Des protocoles "obsolètes" et une "sous-estimation chronique" des risques: Rachida Dati a dévoilé vendredi les premières conclusions de l'enquête administrative lancée après le casse du Louvre et promis des "mesures d'urgence" avant la fin de l'année pour tenter de sécuriser les abords du musée.
"Ça fait plus de vingt ans que les risques intrusion et vol ont été structurellement sous-estimés" au Louvre, a estimé la ministre de la Culture sur TF1, près de deux semaines après le spectaculaire cambriolage du musée le plus visité au monde. "On ne peut pas continuer comme ça", a-t-elle ajouté.

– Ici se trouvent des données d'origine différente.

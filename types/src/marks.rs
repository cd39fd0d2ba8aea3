use std::collections::HashMap;

use serde::{Deserialize, Serialize};

use crate::attendance::Student;

/// Whether `input` is acceptable while the teacher is still typing: empty,
/// or digits with at most two decimals.
pub fn is_mark_shape(input: &str) -> bool {
    if input.is_empty() {
        return true;
    }
    let (whole, fraction) = match input.split_once('.') {
        Some((whole, fraction)) => (whole, Some(fraction)),
        None => (input, None),
    };
    let digits = |s: &str| s.chars().all(|c| c.is_ascii_digit());

    !whole.is_empty()
        && digits(whole)
        && fraction.is_none_or(|f| f.len() <= 2 && digits(f))
}

/// Parse a final mark percentage in 0..=100.
pub fn parse_mark(input: &str) -> Option<f64> {
    let input = input.trim();
    if input.is_empty() || !is_mark_shape(input) {
        return None;
    }
    input
        .parse::<f64>()
        .ok()
        .filter(|n| n.is_finite() && (0.0..=100.0).contains(n))
}

#[derive(Debug, Clone, PartialEq, Serialize, Deserialize)]
#[serde(rename_all = "camelCase")]
pub struct MarkLine {
    pub s_no: usize,
    pub reg_no: String,
    pub name: String,
    pub mark_percent: f64,
}

#[derive(Debug, Clone, PartialEq, Serialize, Deserialize)]
#[serde(rename_all = "camelCase")]
pub struct MarksSubmission {
    pub course_id: String,
    pub test_name: String,
    pub competency: String,
    pub marks: Vec<MarkLine>,
}

#[derive(Debug, Clone, PartialEq, Eq)]
pub enum MarksError {
    MissingTestName,
    MissingCourse,
    EmptyMark { reg_no: String },
    InvalidMark { reg_no: String },
}

impl MarksError {
    /// The student whose input needs attention, if any.
    pub fn reg_no(&self) -> Option<&str> {
        match self {
            Self::EmptyMark { reg_no } | Self::InvalidMark { reg_no } => Some(reg_no),
            _ => None,
        }
    }
}

impl std::fmt::Display for MarksError {
    fn fmt(&self, f: &mut std::fmt::Formatter<'_>) -> std::fmt::Result {
        match self {
            Self::MissingTestName => write!(f, "Please enter Name of the Test."),
            Self::MissingCourse => write!(f, "Please select Course."),
            Self::EmptyMark { .. } => write!(
                f,
                "Please fill the mark % without empty. Enter Zero if absent."
            ),
            Self::InvalidMark { .. } => write!(
                f,
                "Please enter marks in % (only decimal or integer values, 0 to 100)."
            ),
        }
    }
}

impl std::error::Error for MarksError {}

/// Internal marks being entered for one test of one course.
#[derive(Debug, Clone, Default, PartialEq)]
pub struct MarksSheet {
    pub test_name: String,
    pub competency: String,
    pub course_id: Option<String>,
    students: Vec<Student>,
    marks: HashMap<String, String>,
}

impl MarksSheet {
    /// Switch to a new roster. Previous inputs are dropped.
    pub fn set_roster(&mut self, students: Vec<Student>) {
        self.marks = students
            .iter()
            .map(|s| (s.reg_no.clone(), String::new()))
            .collect();
        self.students = students;
    }

    pub fn students(&self) -> &[Student] {
        &self.students
    }

    pub fn mark(&self, reg_no: &str) -> &str {
        self.marks.get(reg_no).map(String::as_str).unwrap_or("")
    }

    /// Store typed input. Returns `false`, leaving the previous value, when the
    /// input is not mark-shaped.
    pub fn set_mark(&mut self, reg_no: &str, input: &str) -> bool {
        if !is_mark_shape(input) {
            return false;
        }
        match self.marks.get_mut(reg_no) {
            Some(mark) => {
                *mark = input.to_string();
                true
            }
            None => false,
        }
    }

    pub fn reset(&mut self) {
        *self = Self::default();
    }

    pub fn validate(&self) -> Result<MarksSubmission, MarksError> {
        let test_name = self.test_name.trim();
        if test_name.is_empty() {
            return Err(MarksError::MissingTestName);
        }
        let course_id = self
            .course_id
            .as_deref()
            .filter(|c| !c.is_empty())
            .ok_or(MarksError::MissingCourse)?;

        let mut marks = Vec::with_capacity(self.students.len());
        for (idx, student) in self.students.iter().enumerate() {
            let input = self.mark(&student.reg_no).trim();
            if input.is_empty() {
                return Err(MarksError::EmptyMark {
                    reg_no: student.reg_no.clone(),
                });
            }
            let mark_percent = parse_mark(input).ok_or_else(|| MarksError::InvalidMark {
                reg_no: student.reg_no.clone(),
            })?;
            marks.push(MarkLine {
                s_no: idx + 1,
                reg_no: student.reg_no.clone(),
                name: student.name.clone(),
                mark_percent,
            });
        }

        Ok(MarksSubmission {
            course_id: course_id.to_string(),
            test_name: test_name.to_string(),
            competency: self.competency.trim().to_string(),
            marks,
        })
    }
}

#[cfg(test)]
mod tests {
    use super::*;
    use pretty_assertions::assert_eq;

    fn sheet() -> MarksSheet {
        let mut sheet = MarksSheet {
            test_name: " Level 1 ".into(),
            course_id: Some("7".into()),
            ..Default::default()
        };
        sheet.set_roster(vec![
            Student {
                reg_no: "1".into(),
                name: "Alice".into(),
            },
            Student {
                reg_no: "2".into(),
                name: "Bob".into(),
            },
        ]);
        sheet
    }

    #[test]
    fn typing_guard() {
        assert!(is_mark_shape(""));
        assert!(is_mark_shape("87"));
        assert!(is_mark_shape("87."));
        assert!(is_mark_shape("87.25"));
        assert!(!is_mark_shape("87.255"));
        assert!(!is_mark_shape("-3"));
        assert!(!is_mark_shape(".5"));
        assert!(!is_mark_shape("8a"));
    }

    #[test]
    fn final_marks_are_bounded() {
        assert_eq!(parse_mark("100"), Some(100.0));
        assert_eq!(parse_mark("0"), Some(0.0));
        assert_eq!(parse_mark("100.01"), None);
        assert_eq!(parse_mark(""), None);
    }

    #[test]
    fn rejected_input_keeps_previous_value() {
        let mut sheet = sheet();
        assert!(sheet.set_mark("1", "45.5"));
        assert!(!sheet.set_mark("1", "45.5x"));
        assert_eq!(sheet.mark("1"), "45.5");
    }

    #[test]
    fn validation_reports_first_problem() {
        let mut sheet = sheet();
        sheet.set_mark("1", "45");
        assert_eq!(
            sheet.validate(),
            Err(MarksError::EmptyMark {
                reg_no: "2".into()
            })
        );

        sheet.set_mark("2", "140");
        let error = sheet.validate().unwrap_err();
        assert_eq!(error.reg_no(), Some("2"));
        assert!(matches!(error, MarksError::InvalidMark { .. }));

        sheet.course_id = None;
        assert_eq!(sheet.validate(), Err(MarksError::MissingCourse));
        sheet.test_name.clear();
        assert_eq!(sheet.validate(), Err(MarksError::MissingTestName));
    }

    #[test]
    fn valid_sheet_builds_numbered_submission() {
        let mut sheet = sheet();
        sheet.set_mark("1", "45");
        sheet.set_mark("2", "99.5");

        let submission = sheet.validate().unwrap();
        assert_eq!(submission.test_name, "Level 1");
        assert_eq!(submission.marks[1].s_no, 2);
        assert_eq!(submission.marks[1].mark_percent, 99.5);
    }
}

Mme Dati a expliqué fonder son diagnostic sur les premières conclusions de l'enquête administrative lancée au lendemain du cambriolage, au cours duquel huit joyaux de la Couronne d'une valeur estimée à 88 millions d'euros ont été dérobés en plein jour par un commando de quatre malfaiteurs. Les bijoux restent introuvables.
La directrice du musée du Louvre, Laurence des Cars, auditionnée par la commission de la Culture du Sénat, à Paris, le 22 octobre 2025
Bertrand GUAY - AFP/Archives
Selon la ministre, ce rapport provisoire de l'Inspection générale des affaires culturelles (Igac) a mis en lumière une "sous-estimation chronique, structurelle, du risque intrusion et vol" par le musée, "un sous-équipement des dispositifs de sécurité", une gouvernance "pas adaptée" et des protocoles de réaction aux vols et intrusions "totalement obsolètes".
Tout en réaffirmant que les dispositifs de sécurité à l'intérieur du Louvre avaient fonctionné, la ministre a annoncé des mesures pour répondre à une "faille sécuritaire majeure" à l'extérieur du musée.
"Nous allons mettre des dispositifs anti-voiture-béliers, anti-intrusion", a-t-elle annoncé, assurant que ces nouvelles installations seraient en place "avant la fin de l'année".
Dans un communiqué, le ministère de la Culture a précisé que ces dispositifs incluaient des "caméras périmétriques" sur le bâtiment et indiqué que le pré-rapport avait relevé "un certain nombre de failles sécuritaires".
Le jour du casse, les quatre malfaiteurs avaient pu garer un camion-élévateur au pied du musée, permettant à deux d'entre eux de se hisser avec une nacelle jusqu'à la galerie d'Apollon où sont conservés les joyaux de la Couronne.
Sous pression depuis ce cambriolage à la portée planétaire, la présidente du Louvre, Laurence des Cars, avait expliqué la semaine dernière que le renforcement de la sécurité extérieure du Louvre était déjà dans les tuyaux et que le premier des équipements "anti-béliers" préconisés fin 2023 par la Préfecture de police était en cours de pose.
- Conseil d'administration d'urgence -
Sur TF1, la ministre a par ailleurs ordonné à Mme des Cars, à la tête du Louvre depuis 2021, de réunir d'urgence un conseil d'administration, afin de "revoir la gouvernance" de l'établissement et créer "une nouvelle direction de la sûreté et de la sécurité au niveau de la présidence" du musée.
La ministre de la Culture Rachida Dati à la sortie du Conseil des ministres à l'Elysée, le 29 octobre 2025 à Paris
Ludovic MARIN - AFP
Sans indiquer si elle renouvelait sa confiance à Mme des Cars, la ministre a par ailleurs demandé la réalisation d'ici à la fin de l'année d'un "audit global sur les risques d'intrusion et de vol" au Louvre.
Les protocoles et procédures en cas d'intrusion ou vol devront par ailleurs être "actualisés" avant la fin de l'année, indique le ministère dans son communiqué, assurant que l'ensemble de ces mesures ne constituaient qu'une "première étape" avant la remise du rapport définitif à Mme Dati "dans les prochains jours".
Réagissant à ces annonces, la CFDT-Culture a salué une "volonté d'agir rapidement pour combler les failles de sécurité" mais a affirmé "que ces dysfonctionnements avaient été dénoncés depuis plusieurs années par les organisations syndicales du musée".
"Les personnels n'ont cessé d'alerter sur les conséquences d'un sous-effectif chronique, qui fragilise durablement la sûreté des collections comme la sécurité des visiteurs", assure le syndicat, selon qui il y a en moyenne un agent d'accueil et de surveillance pour un millier de visiteurs.
Les conclusions provisoires de l'enquête administrative font écho à plusieurs récents diagnostics alarmants sur la sécurité du musée, qui accueille chaque année près de neuf millions de visiteurs.
Sur le front de l'enquête judiciaire, sept personnes ont au total été interpellées depuis le casse et deux d'entre elles ont été mises en examen et écrouées, soupçonnées d'avoir fait partie du commando sur place.